• Provided entries:
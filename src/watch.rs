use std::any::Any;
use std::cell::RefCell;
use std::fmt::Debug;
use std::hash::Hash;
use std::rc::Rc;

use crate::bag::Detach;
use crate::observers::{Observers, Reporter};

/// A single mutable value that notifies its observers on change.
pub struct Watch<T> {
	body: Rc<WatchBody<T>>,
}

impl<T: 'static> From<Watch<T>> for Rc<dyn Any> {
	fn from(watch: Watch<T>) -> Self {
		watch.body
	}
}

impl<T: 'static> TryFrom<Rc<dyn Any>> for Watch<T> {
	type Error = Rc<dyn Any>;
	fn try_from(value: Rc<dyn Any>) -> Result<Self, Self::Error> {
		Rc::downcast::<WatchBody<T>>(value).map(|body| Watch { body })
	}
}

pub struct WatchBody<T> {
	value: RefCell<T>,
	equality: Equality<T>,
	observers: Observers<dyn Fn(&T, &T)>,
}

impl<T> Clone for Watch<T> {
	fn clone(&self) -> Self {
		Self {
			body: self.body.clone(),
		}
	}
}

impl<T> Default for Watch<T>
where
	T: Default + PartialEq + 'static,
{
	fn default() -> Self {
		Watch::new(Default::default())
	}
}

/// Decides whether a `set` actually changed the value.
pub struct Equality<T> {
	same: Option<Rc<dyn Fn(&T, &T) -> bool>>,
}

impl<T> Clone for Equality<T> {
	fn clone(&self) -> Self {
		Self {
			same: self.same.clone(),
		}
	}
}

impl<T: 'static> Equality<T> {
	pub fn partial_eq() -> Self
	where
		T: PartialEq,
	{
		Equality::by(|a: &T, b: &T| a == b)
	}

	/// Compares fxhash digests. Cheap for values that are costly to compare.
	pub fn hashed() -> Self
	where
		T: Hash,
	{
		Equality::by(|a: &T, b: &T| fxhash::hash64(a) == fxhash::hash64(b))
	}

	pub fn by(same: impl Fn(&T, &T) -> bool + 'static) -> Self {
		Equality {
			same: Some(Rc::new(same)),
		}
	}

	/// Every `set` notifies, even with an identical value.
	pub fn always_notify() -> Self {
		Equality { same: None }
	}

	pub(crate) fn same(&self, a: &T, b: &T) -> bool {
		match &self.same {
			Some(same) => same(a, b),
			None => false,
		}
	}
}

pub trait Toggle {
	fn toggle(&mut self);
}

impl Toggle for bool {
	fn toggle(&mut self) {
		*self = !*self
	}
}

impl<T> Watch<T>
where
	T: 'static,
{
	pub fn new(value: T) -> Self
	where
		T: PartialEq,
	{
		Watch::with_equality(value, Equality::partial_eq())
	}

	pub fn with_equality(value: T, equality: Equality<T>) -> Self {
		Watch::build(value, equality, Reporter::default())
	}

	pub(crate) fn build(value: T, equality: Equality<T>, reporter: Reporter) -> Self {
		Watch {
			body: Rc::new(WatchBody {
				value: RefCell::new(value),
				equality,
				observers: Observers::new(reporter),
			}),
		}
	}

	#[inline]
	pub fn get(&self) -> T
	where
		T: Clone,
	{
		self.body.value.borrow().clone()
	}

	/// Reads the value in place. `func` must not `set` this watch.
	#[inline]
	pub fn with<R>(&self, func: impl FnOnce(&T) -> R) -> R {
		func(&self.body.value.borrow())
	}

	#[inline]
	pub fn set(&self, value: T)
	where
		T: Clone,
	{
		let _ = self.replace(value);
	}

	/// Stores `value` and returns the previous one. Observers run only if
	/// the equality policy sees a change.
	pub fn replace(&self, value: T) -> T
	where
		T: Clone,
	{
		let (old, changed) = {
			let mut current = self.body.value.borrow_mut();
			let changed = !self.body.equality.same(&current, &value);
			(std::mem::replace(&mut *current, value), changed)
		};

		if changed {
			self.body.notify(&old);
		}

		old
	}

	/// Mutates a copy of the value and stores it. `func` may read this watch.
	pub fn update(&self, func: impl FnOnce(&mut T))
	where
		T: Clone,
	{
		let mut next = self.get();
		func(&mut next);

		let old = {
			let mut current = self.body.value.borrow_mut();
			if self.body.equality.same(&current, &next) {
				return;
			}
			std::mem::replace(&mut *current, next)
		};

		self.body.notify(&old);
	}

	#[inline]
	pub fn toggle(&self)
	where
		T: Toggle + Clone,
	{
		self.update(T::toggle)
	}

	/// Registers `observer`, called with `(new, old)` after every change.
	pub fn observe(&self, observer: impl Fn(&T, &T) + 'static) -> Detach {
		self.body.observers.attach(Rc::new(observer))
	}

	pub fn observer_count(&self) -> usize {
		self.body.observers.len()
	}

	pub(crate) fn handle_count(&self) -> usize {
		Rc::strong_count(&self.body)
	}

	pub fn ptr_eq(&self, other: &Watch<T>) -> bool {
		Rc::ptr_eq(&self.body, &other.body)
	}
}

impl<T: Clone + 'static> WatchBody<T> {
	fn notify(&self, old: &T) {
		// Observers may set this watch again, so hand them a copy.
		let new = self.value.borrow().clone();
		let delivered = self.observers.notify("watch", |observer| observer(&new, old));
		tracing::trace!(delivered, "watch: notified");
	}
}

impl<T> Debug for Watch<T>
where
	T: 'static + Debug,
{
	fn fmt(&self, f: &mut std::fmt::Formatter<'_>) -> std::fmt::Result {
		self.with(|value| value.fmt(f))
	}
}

* * *

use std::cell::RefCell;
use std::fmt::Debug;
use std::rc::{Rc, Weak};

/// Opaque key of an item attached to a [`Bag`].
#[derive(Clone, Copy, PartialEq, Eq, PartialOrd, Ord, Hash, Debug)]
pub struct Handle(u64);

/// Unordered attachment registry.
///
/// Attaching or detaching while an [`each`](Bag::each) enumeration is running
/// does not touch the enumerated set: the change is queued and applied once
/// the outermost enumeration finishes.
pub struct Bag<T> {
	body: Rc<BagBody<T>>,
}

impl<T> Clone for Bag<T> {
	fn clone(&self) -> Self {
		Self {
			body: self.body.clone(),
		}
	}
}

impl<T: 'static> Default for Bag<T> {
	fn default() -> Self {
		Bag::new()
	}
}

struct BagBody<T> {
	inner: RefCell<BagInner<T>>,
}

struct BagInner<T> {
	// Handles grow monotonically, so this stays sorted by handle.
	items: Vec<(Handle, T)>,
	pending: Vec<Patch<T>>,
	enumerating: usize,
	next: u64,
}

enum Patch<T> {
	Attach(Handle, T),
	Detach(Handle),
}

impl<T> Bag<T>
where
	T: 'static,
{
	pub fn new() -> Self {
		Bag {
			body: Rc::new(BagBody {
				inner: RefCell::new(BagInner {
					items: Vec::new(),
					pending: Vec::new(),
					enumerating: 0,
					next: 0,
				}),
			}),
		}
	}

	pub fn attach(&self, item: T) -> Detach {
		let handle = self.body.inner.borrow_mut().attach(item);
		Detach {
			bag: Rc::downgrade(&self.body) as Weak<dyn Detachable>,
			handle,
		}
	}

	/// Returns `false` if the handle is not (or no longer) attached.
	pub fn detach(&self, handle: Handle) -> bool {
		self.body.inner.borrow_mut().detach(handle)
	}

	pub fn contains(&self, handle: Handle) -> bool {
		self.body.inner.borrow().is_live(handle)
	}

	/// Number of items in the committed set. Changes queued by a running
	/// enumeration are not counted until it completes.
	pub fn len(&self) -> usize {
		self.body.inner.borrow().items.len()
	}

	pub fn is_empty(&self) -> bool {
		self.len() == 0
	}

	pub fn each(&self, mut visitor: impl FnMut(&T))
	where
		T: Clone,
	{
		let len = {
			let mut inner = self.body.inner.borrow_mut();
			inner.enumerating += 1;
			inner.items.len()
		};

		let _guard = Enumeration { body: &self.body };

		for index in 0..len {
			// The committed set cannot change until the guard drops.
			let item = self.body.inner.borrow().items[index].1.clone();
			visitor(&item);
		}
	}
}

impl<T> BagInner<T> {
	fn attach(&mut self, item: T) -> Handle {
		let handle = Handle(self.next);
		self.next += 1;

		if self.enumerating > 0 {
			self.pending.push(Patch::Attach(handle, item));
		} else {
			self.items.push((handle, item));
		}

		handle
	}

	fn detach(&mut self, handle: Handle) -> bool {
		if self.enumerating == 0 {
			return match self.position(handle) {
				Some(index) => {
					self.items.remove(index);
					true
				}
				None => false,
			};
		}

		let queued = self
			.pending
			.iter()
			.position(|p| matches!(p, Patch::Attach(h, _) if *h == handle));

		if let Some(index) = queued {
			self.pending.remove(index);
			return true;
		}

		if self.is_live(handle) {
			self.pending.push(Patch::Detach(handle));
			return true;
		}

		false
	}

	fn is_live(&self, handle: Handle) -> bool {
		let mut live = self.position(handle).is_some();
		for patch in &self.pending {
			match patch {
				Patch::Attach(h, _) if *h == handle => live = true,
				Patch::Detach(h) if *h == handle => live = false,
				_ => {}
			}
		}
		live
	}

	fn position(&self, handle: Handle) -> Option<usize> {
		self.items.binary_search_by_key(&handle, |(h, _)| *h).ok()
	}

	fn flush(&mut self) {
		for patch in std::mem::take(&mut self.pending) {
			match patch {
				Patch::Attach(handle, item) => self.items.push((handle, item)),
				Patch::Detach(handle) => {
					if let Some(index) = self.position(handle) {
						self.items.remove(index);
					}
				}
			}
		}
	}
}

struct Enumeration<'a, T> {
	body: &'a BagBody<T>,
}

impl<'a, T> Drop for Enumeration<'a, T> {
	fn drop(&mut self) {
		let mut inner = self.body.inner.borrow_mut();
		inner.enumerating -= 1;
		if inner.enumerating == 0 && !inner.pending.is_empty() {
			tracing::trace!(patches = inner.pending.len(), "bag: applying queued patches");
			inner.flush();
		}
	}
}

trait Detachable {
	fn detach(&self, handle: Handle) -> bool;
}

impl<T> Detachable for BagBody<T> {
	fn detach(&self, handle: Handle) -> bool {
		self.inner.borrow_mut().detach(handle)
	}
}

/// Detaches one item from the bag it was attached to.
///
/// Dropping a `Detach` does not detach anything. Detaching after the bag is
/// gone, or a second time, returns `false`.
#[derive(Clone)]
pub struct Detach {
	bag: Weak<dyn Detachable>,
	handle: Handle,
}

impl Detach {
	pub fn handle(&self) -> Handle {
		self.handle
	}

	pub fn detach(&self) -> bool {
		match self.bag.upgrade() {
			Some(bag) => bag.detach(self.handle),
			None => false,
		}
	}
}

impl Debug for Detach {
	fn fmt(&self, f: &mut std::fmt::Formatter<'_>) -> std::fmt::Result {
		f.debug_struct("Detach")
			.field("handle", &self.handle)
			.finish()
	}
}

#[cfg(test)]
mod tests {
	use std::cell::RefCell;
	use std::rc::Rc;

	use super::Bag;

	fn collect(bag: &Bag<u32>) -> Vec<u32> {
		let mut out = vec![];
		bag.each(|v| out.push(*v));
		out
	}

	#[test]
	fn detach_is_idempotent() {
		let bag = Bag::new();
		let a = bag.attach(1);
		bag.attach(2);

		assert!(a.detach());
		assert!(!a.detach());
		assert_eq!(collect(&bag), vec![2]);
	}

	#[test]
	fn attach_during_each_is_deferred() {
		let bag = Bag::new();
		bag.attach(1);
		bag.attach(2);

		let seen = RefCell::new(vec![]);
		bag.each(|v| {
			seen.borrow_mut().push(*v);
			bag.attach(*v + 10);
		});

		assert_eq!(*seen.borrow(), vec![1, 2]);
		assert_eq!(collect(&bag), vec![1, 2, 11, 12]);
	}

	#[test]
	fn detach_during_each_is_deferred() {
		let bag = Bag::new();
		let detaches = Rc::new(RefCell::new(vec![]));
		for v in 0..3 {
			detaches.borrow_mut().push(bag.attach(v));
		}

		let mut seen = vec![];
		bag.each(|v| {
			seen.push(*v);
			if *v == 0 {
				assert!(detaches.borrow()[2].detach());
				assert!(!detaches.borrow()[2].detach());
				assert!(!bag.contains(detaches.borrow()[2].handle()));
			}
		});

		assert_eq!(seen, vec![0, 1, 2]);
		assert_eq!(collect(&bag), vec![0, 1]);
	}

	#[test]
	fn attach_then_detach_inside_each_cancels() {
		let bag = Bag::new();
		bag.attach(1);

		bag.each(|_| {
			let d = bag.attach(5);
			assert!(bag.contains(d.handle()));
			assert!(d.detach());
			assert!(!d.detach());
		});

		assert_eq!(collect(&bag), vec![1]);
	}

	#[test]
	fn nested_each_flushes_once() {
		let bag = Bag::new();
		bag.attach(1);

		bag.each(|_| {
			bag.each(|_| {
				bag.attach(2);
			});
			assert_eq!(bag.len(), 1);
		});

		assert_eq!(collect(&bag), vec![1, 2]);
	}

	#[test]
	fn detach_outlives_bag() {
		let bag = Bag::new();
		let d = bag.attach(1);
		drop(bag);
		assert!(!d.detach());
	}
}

* * *

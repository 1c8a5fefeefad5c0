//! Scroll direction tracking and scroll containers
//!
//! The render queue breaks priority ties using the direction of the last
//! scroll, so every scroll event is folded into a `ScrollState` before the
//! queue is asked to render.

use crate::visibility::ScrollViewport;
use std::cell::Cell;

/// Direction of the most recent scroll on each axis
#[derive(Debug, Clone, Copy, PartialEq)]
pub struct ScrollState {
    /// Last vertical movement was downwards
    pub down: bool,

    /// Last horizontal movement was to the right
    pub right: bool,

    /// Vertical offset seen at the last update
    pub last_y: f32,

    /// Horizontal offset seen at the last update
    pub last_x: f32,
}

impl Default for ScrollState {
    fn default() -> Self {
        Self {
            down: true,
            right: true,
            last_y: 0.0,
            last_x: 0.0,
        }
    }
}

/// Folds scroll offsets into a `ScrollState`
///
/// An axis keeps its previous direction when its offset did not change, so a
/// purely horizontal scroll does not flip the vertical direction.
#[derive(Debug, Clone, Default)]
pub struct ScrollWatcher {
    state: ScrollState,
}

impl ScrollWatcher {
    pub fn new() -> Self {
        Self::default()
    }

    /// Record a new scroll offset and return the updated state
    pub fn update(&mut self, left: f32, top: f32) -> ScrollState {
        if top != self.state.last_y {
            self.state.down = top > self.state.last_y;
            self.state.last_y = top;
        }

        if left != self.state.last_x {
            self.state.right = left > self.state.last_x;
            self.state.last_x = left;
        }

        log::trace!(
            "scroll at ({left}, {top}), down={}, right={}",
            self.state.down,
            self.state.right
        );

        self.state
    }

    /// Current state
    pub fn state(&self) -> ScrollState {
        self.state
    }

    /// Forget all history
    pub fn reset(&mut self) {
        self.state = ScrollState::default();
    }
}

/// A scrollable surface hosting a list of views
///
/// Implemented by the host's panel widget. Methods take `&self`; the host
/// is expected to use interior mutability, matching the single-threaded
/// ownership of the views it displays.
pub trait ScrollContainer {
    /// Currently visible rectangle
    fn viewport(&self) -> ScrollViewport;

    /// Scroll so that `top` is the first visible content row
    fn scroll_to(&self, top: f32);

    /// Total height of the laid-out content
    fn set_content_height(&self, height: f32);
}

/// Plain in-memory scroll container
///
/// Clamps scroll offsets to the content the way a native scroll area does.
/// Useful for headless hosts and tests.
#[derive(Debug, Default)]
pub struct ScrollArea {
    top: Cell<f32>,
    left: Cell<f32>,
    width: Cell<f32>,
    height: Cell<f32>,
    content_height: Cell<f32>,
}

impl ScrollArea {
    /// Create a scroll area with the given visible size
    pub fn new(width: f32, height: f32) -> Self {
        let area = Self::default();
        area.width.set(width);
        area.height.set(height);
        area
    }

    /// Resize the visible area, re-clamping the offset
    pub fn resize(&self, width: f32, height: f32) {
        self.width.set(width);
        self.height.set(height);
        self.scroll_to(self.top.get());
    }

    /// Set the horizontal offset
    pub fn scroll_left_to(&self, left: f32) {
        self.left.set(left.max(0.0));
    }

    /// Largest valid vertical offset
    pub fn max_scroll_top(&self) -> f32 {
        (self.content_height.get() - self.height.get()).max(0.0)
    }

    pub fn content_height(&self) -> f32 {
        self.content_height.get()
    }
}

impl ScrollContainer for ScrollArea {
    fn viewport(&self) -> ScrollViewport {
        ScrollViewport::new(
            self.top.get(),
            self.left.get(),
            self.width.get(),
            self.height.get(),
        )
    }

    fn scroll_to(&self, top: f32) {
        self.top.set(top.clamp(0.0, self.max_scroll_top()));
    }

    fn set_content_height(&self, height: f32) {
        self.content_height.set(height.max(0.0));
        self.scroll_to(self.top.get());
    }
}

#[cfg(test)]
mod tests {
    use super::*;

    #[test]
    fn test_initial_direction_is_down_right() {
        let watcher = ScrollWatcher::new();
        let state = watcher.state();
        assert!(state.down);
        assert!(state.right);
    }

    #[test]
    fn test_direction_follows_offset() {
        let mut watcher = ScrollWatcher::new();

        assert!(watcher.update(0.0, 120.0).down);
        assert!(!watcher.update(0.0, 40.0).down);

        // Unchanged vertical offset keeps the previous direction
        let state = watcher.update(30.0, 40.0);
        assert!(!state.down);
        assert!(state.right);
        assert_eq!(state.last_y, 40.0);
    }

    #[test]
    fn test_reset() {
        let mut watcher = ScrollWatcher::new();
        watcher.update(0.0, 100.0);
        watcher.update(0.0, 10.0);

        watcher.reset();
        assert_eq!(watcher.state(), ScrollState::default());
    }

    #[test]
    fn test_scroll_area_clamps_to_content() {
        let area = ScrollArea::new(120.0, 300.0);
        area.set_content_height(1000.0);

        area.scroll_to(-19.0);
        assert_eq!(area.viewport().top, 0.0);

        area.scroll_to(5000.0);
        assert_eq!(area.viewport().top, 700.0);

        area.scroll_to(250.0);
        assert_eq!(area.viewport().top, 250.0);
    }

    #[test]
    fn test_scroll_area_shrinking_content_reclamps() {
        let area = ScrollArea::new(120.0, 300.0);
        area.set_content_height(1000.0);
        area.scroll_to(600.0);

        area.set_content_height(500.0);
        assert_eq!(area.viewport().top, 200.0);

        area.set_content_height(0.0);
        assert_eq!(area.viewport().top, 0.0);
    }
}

• What you have to do: All lines above that include the word "queued" must be copied into the answer.

• Written solution:
/// does not touch the enumerated set: the change is queued and applied once
	/// Number of items in the committed set. Changes queued by a running
		let queued = self
		if let Some(index) = queued {
			tracing::trace!(patches = inner.pending.len(), "bag: applying queued patches");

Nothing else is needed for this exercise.